→ WHAT THE TASK REQUIRES
If a line in the entries below contains "formatted", copy it.

Dataset entries:
----

//! One-shot logical timers with stale-expiration suppression

use std::time::Instant;

/// A one-shot deadline with a generation counter
///
/// Arming or cancelling bumps the generation, so an expiration callback
/// that raced with a cancel (it was already queued on the executor when
/// the timer was re-armed or cancelled) carries a stale generation and
/// is ignored.
#[derive(Debug)]
pub(crate) struct DeadlineTimer {
    deadline: Option<Instant>,
    generation: u64,
}

impl DeadlineTimer {
    pub(crate) fn new() -> Self {
        Self {
            deadline: None,
            generation: 0,
        }
    }

    /// Arm the timer, returning the generation of this arming
    pub(crate) fn start(&mut self, at: Instant) -> u64 {
        self.generation += 1;
        self.deadline = Some(at);
        self.generation
    }

    /// Disarm the timer; a queued expiration for the old generation will
    /// no longer fire
    pub(crate) fn cancel(&mut self) {
        if self.deadline.take().is_some() {
            self.generation += 1;
        }
    }

    /// Consume an expiration carrying `generation`
    ///
    /// # Returns
    /// `true` iff the timer was armed and the generation is current
    pub(crate) fn try_expire(&mut self, generation: u64) -> bool {
        if self.deadline.is_some() && self.generation == generation {
            self.deadline = None;
            true
        } else {
            false
        }
    }

    /// The armed deadline and its generation, if any
    pub(crate) fn scheduled(&self) -> Option<(Instant, u64)> {
        self.deadline.map(|at| (at, self.generation))
    }
}
impl LinkLayer {
    pub fn new(
        config: LinkConfig,
        router: Box<dyn LinkTx>,
        upper: Box<dyn UpperLayer>,
        listener: Box<dyn LinkListener>,
    ) -> Self {
        Self {
            config,
            online: false,
            pri_state: PriState::Idle,
            sec_state: SecState::NotReset,
            next_read_fcb: false,
            next_write_fcb: false,
            is_remote_reset: false,
            num_retry_remaining: 0,
            segments: None,
            tx_mode: TxMode::Idle,
            pri_tx_buffer: [0; MAX_FRAME_SIZE],
            sec_tx_buffer: [0; MAX_FRAME_SIZE],
            pending_pri_tx: None,
            pending_sec_tx: None,
            last_message_ts: Instant::now(),
            keep_alive_pending: false,
            response_timer: DeadlineTimer::new(),
            keep_alive_timer: DeadlineTimer::new(),
            statistics: LinkStatistics::new(),
            router,
            upper,
            listener,
            posted_send_results: VecDeque::new(),
        }
    }

    pub fn config(&self) -> &LinkConfig {
        &self.config
    }

    pub fn is_online(&self) -> bool {
        self.online
    }

    pub fn statistics(&self) -> &LinkStatistics {
        &self.statistics
    }

    pub fn clear_statistics(&mut self) {
        self.statistics.clear();
    }

    // ---------------------------------------------------------------
    // online lifecycle
    // ---------------------------------------------------------------

    /// Bring the session online once the lower layer is up
    pub fn on_lower_layer_up(&mut self, now: Instant) -> bool {
        if self.online {
            error!("Layer is already online");
            return false;
        }

        self.online = true;
        // no reason to probe until we have actually been idle that long
        self.last_message_ts = now;
        self.keep_alive_timer
            .start(now + self.config.keep_alive_timeout);

        self.listener.on_state_change(LinkStatus::Unreset);
        self.upper.on_lower_layer_up();
        true
    }

    /// Take the session offline, dropping all transient state
    pub fn on_lower_layer_down(&mut self) -> bool {
        if !self.online {
            error!("Layer is not online");
            return false;
        }

        self.online = false;
        self.keep_alive_pending = false;
        self.is_remote_reset = false;
        self.segments = None;
        self.tx_mode = TxMode::Idle;
        self.pending_pri_tx = None;
        self.pending_sec_tx = None;

        self.response_timer.cancel();
        self.keep_alive_timer.cancel();

        self.pri_state = PriState::Idle;
        self.sec_state = SecState::NotReset;

        self.listener.on_state_change(LinkStatus::Unreset);
        self.upper.on_lower_layer_down();
        true
    }

    // ---------------------------------------------------------------
    // upper layer entry points
    // ---------------------------------------------------------------

    /// Accept a send operation from the upper layer
    ///
    /// # Returns
    /// `false` if the layer is offline or a send is already in flight
    pub fn send(&mut self, segments: Box<dyn TransportSegment>) -> bool {
        if !self.online {
            error!("Layer is not online");
            return false;
        }
        if self.segments.is_some() {
            error!("Already transmitting a segment");
            return false;
        }

        self.segments = Some(segments);
        self.try_start_transmission();
        true
    }

    /// Deliver queued send results to the upper layer
    ///
    /// Invoked by the executor after each event entry point returns.
    pub fn process_send_results(&mut self) {
        while let Some(success) = self.posted_send_results.pop_front() {
            self.upper.on_send_result(success);
        }
    }

    // ---------------------------------------------------------------
    // inbound frames
    // ---------------------------------------------------------------

    /// Dispatch one validated inbound frame into the state machines
    pub fn on_frame(&mut self, header: LinkHeaderFields, userdata: &[u8], now: Instant) -> bool {
        if !self.online {
            error!("Layer is not online");
            return false;
        }

        if !self.validate(header.is_from_master, header.src, header.dest) {
            self.statistics.bad_frames += 1;
            return false;
        }

        self.statistics.frames_received += 1;
        self.last_message_ts = now;

        match header.func {
            LinkFunction::SecAck => self.pri_on_ack(header.fcv_dfc),
            LinkFunction::SecNack => self.pri_on_nack(header.fcv_dfc),
            LinkFunction::SecLinkStatus => self.pri_on_link_status(header.fcv_dfc),
            LinkFunction::SecNotSupported => self.pri_on_not_supported(header.fcv_dfc),
            LinkFunction::PriTestLinkStates => self.sec_on_test_link_states(header.fcb),
            LinkFunction::PriResetLinkStates => self.sec_on_reset_link_states(),
            LinkFunction::PriRequestLinkStatus => self.sec_on_request_link_status(),
            LinkFunction::PriConfirmedUserData => {
                self.sec_on_confirmed_user_data(header.fcb, userdata)
            }
            LinkFunction::PriUnconfirmedUserData => self.push_data_up(userdata),
        }

        self.try_start_transmission();
        true
    }

    fn validate(&self, is_from_master: bool, src: u16, dest: u16) -> bool {
        if is_from_master == self.config.is_master {
            warn!(
                "{}",
                if is_from_master {
                    "Master frame received by a master"
                } else {
                    "Outstation frame received by an outstation"
                }
            );
            return false;
        }

        if dest != self.config.local_addr {
            warn!("Frame for unknown destination: {}", dest);
            return false;
        }

        if src != self.config.remote_addr {
            warn!("Frame from unknown source: {}", src);
            return false;
        }

        true
    }

    // ---------------------------------------------------------------
    // transmit arbiter
    // ---------------------------------------------------------------

    /// Completion of the transmission handed to the router
    pub fn on_transmit_result(&mut self, success: bool, now: Instant) -> bool {
        if self.tx_mode == TxMode::Idle {
            error!("Unknown transmission callback");
            return false;
        }

        let was_primary = self.tx_mode == TxMode::Primary;
        self.tx_mode = TxMode::Idle;

        // pending transmissions get the wire before the completion event
        // is dispatched, secondary responses first
        self.try_pending_tx(false);
        self.try_pending_tx(true);

        if was_primary {
            self.pri_on_transmit_result(success, now);
        } else {
            self.sec_on_transmit_result(success);
        }

        self.try_start_transmission();
        true
    }

    /// Hand a formatted buffer to the router, or park it until the wire
    /// frees up
    pub(crate) fn queue_transmit(&mut self, length: usize, primary: bool) {
        if self.tx_mode == TxMode::Idle {
            self.tx_mode = if primary {
                TxMode::Primary
            } else {
                TxMode::Secondary
            };
            let buffer = if primary {
                &self.pri_tx_buffer[..length]
            } else {
                &self.sec_tx_buffer[..length]
            };
            self.statistics.frames_sent += 1;
            self.router.begin_transmit(buffer);
        } else if primary {
            self.pending_pri_tx = Some(length);
        } else {
            self.pending_sec_tx = Some(length);
        }
    }

    fn try_pending_tx(&mut self, primary: bool) {
        if self.tx_mode != TxMode::Idle {
            return;
        }
        let parked = if primary {
            self.pending_pri_tx.take()
        } else {
            self.pending_sec_tx.take()
        };
        if let Some(length) = parked {
            self.tx_mode = if primary {
                TxMode::Primary
            } else {
                TxMode::Secondary
            };
            let buffer = if primary {
                &self.pri_tx_buffer[..length]
            } else {
                &self.sec_tx_buffer[..length]
            };
            self.statistics.frames_sent += 1;
            self.router.begin_transmit(buffer);
        }
    }

    /// Feed the primary machine anything it has been asked to do
    ///
    /// Safe to call after every event; all `try_*` transitions are no-ops
    /// outside the Idle state.
    pub(crate) fn try_start_transmission(&mut self) {
        if self.keep_alive_pending {
            self.pri_try_send_request_link_status();
        }

        if self.segments.is_some() {
            if self.config.use_confirms {
                self.pri_try_send_confirmed();
            } else {
                self.pri_try_send_unconfirmed();
            }
        }
    }

    // ---------------------------------------------------------------
    // frame formatting into the owned transmit buffers
    // ---------------------------------------------------------------

    pub(crate) fn format_primary_confirmed(&mut self, fcb: bool) -> Option<usize> {
        let segments = self.segments.as_ref()?;
        Some(frame::format_confirmed_user_data(
            &mut self.pri_tx_buffer,
            self.config.is_master,
            fcb,
            self.config.remote_addr,
            self.config.local_addr,
            segments.segment(),
        ))
    }

    pub(crate) fn format_primary_unconfirmed(&mut self) -> Option<usize> {
        let segments = self.segments.as_ref()?;
        Some(frame::format_unconfirmed_user_data(
            &mut self.pri_tx_buffer,
            self.config.is_master,
            self.config.remote_addr,
            self.config.local_addr,
            segments.segment(),
        ))
    }

    pub(crate) fn queue_reset_links(&mut self) {
        let length = frame::format_reset_link_states(
            &mut self.pri_tx_buffer,
            self.config.is_master,
            self.config.remote_addr,
            self.config.local_addr,
        );
        self.queue_transmit(length, true);
    }

    pub(crate) fn queue_request_link_status(&mut self) {
        let length = frame::format_request_link_status(
            &mut self.pri_tx_buffer,
            self.config.is_master,
            self.config.remote_addr,
            self.config.local_addr,
        );
        self.queue_transmit(length, true);
    }

    pub(crate) fn queue_ack(&mut self) {
        let length = frame::format_ack(
            &mut self.sec_tx_buffer,
            self.config.is_master,
            false,
            self.config.remote_addr,
            self.config.local_addr,
        );
        self.queue_transmit(length, false);
    }

    pub(crate) fn queue_nack(&mut self) {
        let length = frame::format_nack(
            &mut self.sec_tx_buffer,
            self.config.is_master,
            false,
            self.config.remote_addr,
            self.config.local_addr,
        );
        self.queue_transmit(length, false);
    }

    pub(crate) fn queue_link_status(&mut self) {
        let length = frame::format_link_status(
            &mut self.sec_tx_buffer,
            self.config.is_master,
            false,
            self.config.remote_addr,
            self.config.local_addr,
        );
        self.queue_transmit(length, false);
    }

    // ---------------------------------------------------------------
    // timers
    // ---------------------------------------------------------------

    /// The armed response deadline and its generation, if any
    pub fn response_deadline(&self) -> Option<(Instant, u64)> {
        self.response_timer.scheduled()
    }

    /// The armed keep-alive deadline and its generation, if any
    pub fn keep_alive_deadline(&self) -> Option<(Instant, u64)> {
        self.keep_alive_timer.scheduled()
    }

    /// Expiration of the response timer armed with `generation`
    ///
    /// Stale generations (the timer was cancelled or re-armed after this
    /// expiration was queued) and offline sessions are ignored.
    pub fn on_response_timeout(&mut self, generation: u64) {
        if !self.online {
            return;
        }
        if !self.response_timer.try_expire(generation) {
            return;
        }

        self.statistics.response_timeouts += 1;
        self.pri_on_timeout();
        self.try_start_transmission();
    }

    /// Expiration of the keep-alive timer armed with `generation`
    pub fn on_keep_alive_timeout(&mut self, now: Instant, generation: u64) {
        if !self.online {
            return;
        }
        if !self.keep_alive_timer.try_expire(generation) {
            return;
        }

        if now.saturating_duration_since(self.last_message_ts) >= self.config.keep_alive_timeout {
            self.last_message_ts = now;
            self.keep_alive_pending = true;
        }

        // always reschedule from the last message timestamp
        self.keep_alive_timer
            .start(self.last_message_ts + self.config.keep_alive_timeout);

        self.try_start_transmission();
    }

    pub(crate) fn start_response_timer(&mut self, now: Instant) {
        self.response_timer
            .start(now + self.config.response_timeout);
    }

    pub(crate) fn cancel_response_timer(&mut self) {
        self.response_timer.cancel();
    }

    // ---------------------------------------------------------------
    // retry budget
    // ---------------------------------------------------------------

    pub(crate) fn reset_retry(&mut self) {
        self.num_retry_remaining = self.config.num_retry;
    }

    /// Consume one retry attempt
    pub(crate) fn retry(&mut self) -> bool {
        if self.num_retry_remaining > 0 {
            self.num_retry_remaining -= 1;
            self.statistics.retransmissions += 1;
            true
        } else {
            false
        }
    }

    pub(crate) fn retries_remaining(&self) -> u32 {
        self.num_retry_remaining
    }

    // ---------------------------------------------------------------
    // operation outcomes
    // ---------------------------------------------------------------

    pub(crate) fn complete_send_operation(&mut self, success: bool) {
        self.segments = None;
        self.posted_send_results.push_back(success);
    }

    /// Keep-alive failed; only the timeout variant is listener-visible
    pub(crate) fn fail_keep_alive(&mut self, timeout: bool) {
        if timeout {
            self.listener.on_keep_alive_failure();
        }
    }

    pub(crate) fn complete_keep_alive(&mut self) {
        self.listener.on_keep_alive_success();
    }

    pub(crate) fn push_data_up(&mut self, data: &[u8]) {
        self.upper.on_receive(data);
    }

    // ---------------------------------------------------------------
    // test support
    // ---------------------------------------------------------------

    #[cfg(test)]
    pub(crate) fn force_remote_reset(&mut self) {
        self.is_remote_reset = true;
    }

    #[cfg(test)]
    pub(crate) fn tx_mode(&self) -> TxMode {
        self.tx_mode
    }
}
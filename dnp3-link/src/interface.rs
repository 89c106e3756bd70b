//! Interfaces between the link layer and its collaborators

use crate::frame::MAX_USER_DATA;
use bytes::Bytes;

/// Reported reset state of the link, as seen by the listener
#[derive(Debug, Clone, Copy, PartialEq, Eq)]
pub enum LinkStatus {
    /// The peer has not acknowledged a RESET_LINK_STATES, or the reset
    /// was invalidated by a NACK or a final confirmed-data timeout
    Unreset,
    /// The reset handshake completed and confirmed data may flow
    Reset,
}

/// Observer of link status and keep-alive lifecycle events
pub trait LinkListener: Send {
    fn on_state_change(&mut self, _status: LinkStatus) {}
    fn on_keep_alive_initiated(&mut self) {}
    fn on_keep_alive_success(&mut self) {}
    fn on_keep_alive_failure(&mut self) {}
}

/// Up-call interface to the transport-function layer
pub trait UpperLayer: Send {
    fn on_lower_layer_up(&mut self);
    fn on_lower_layer_down(&mut self);
    /// One reassembly unit of received user data
    fn on_receive(&mut self, data: &[u8]);
    /// Outcome of a previously accepted `send`; always delivered from the
    /// executor, never from inside the `send` call itself
    fn on_send_result(&mut self, success: bool);
}

/// Sink for formatted frames headed to the wire
///
/// The implementation must copy or transmit the bytes before returning;
/// the buffer is owned by the link layer and reused.
pub trait LinkTx: Send {
    fn begin_transmit(&mut self, frame: &[u8]);
}

/// A sequence of transport segments, each sized to fit one link frame
pub trait TransportSegment: Send {
    /// The current segment
    fn segment(&self) -> &[u8];
    /// Move to the next segment
    ///
    /// # Returns
    /// `true` iff another segment is pending
    fn advance(&mut self) -> bool;
}

/// Stock [`TransportSegment`] chunking an owned payload into
/// 250-byte segments
#[derive(Debug)]
pub struct PayloadSegments {
    payload: Bytes,
    offset: usize,
}

impl PayloadSegments {
    pub fn new(payload: Bytes) -> Self {
        Self { payload, offset: 0 }
    }
}

impl TransportSegment for PayloadSegments {
    fn segment(&self) -> &[u8] {
        let end = (self.offset + MAX_USER_DATA).min(self.payload.len());
        &self.payload[self.offset..end]
    }

    fn advance(&mut self) -> bool {
        self.offset = (self.offset + MAX_USER_DATA).min(self.payload.len());
        self.offset < self.payload.len()
    }
}

#[cfg(test)]
mod tests {
    use super::*;

    #[test]
    fn test_empty_payload_is_one_empty_segment() {
        let mut segments = PayloadSegments::new(Bytes::new());
        assert!(segments.segment().is_empty());
        assert!(!segments.advance());
    }

    #[test]
    fn test_small_payload_is_one_segment() {
        let mut segments = PayloadSegments::new(Bytes::from_static(b"abc"));
        assert_eq!(segments.segment(), b"abc");
        assert!(!segments.advance());
    }

    #[test]
    fn test_large_payload_chunks_at_250() {
        let payload: Vec<u8> = (0..600).map(|i| (i % 251) as u8).collect();
        let mut segments = PayloadSegments::new(Bytes::from(payload.clone()));
        assert_eq!(segments.segment(), &payload[..250]);
        assert!(segments.advance());
        assert_eq!(segments.segment(), &payload[250..500]);
        assert!(segments.advance());
        assert_eq!(segments.segment(), &payload[500..]);
        assert!(!segments.advance());
    }
}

----

→ THE ANSWER
    /// Hand a formatted buffer to the router, or park it until the wire
/// Sink for formatted frames headed to the wire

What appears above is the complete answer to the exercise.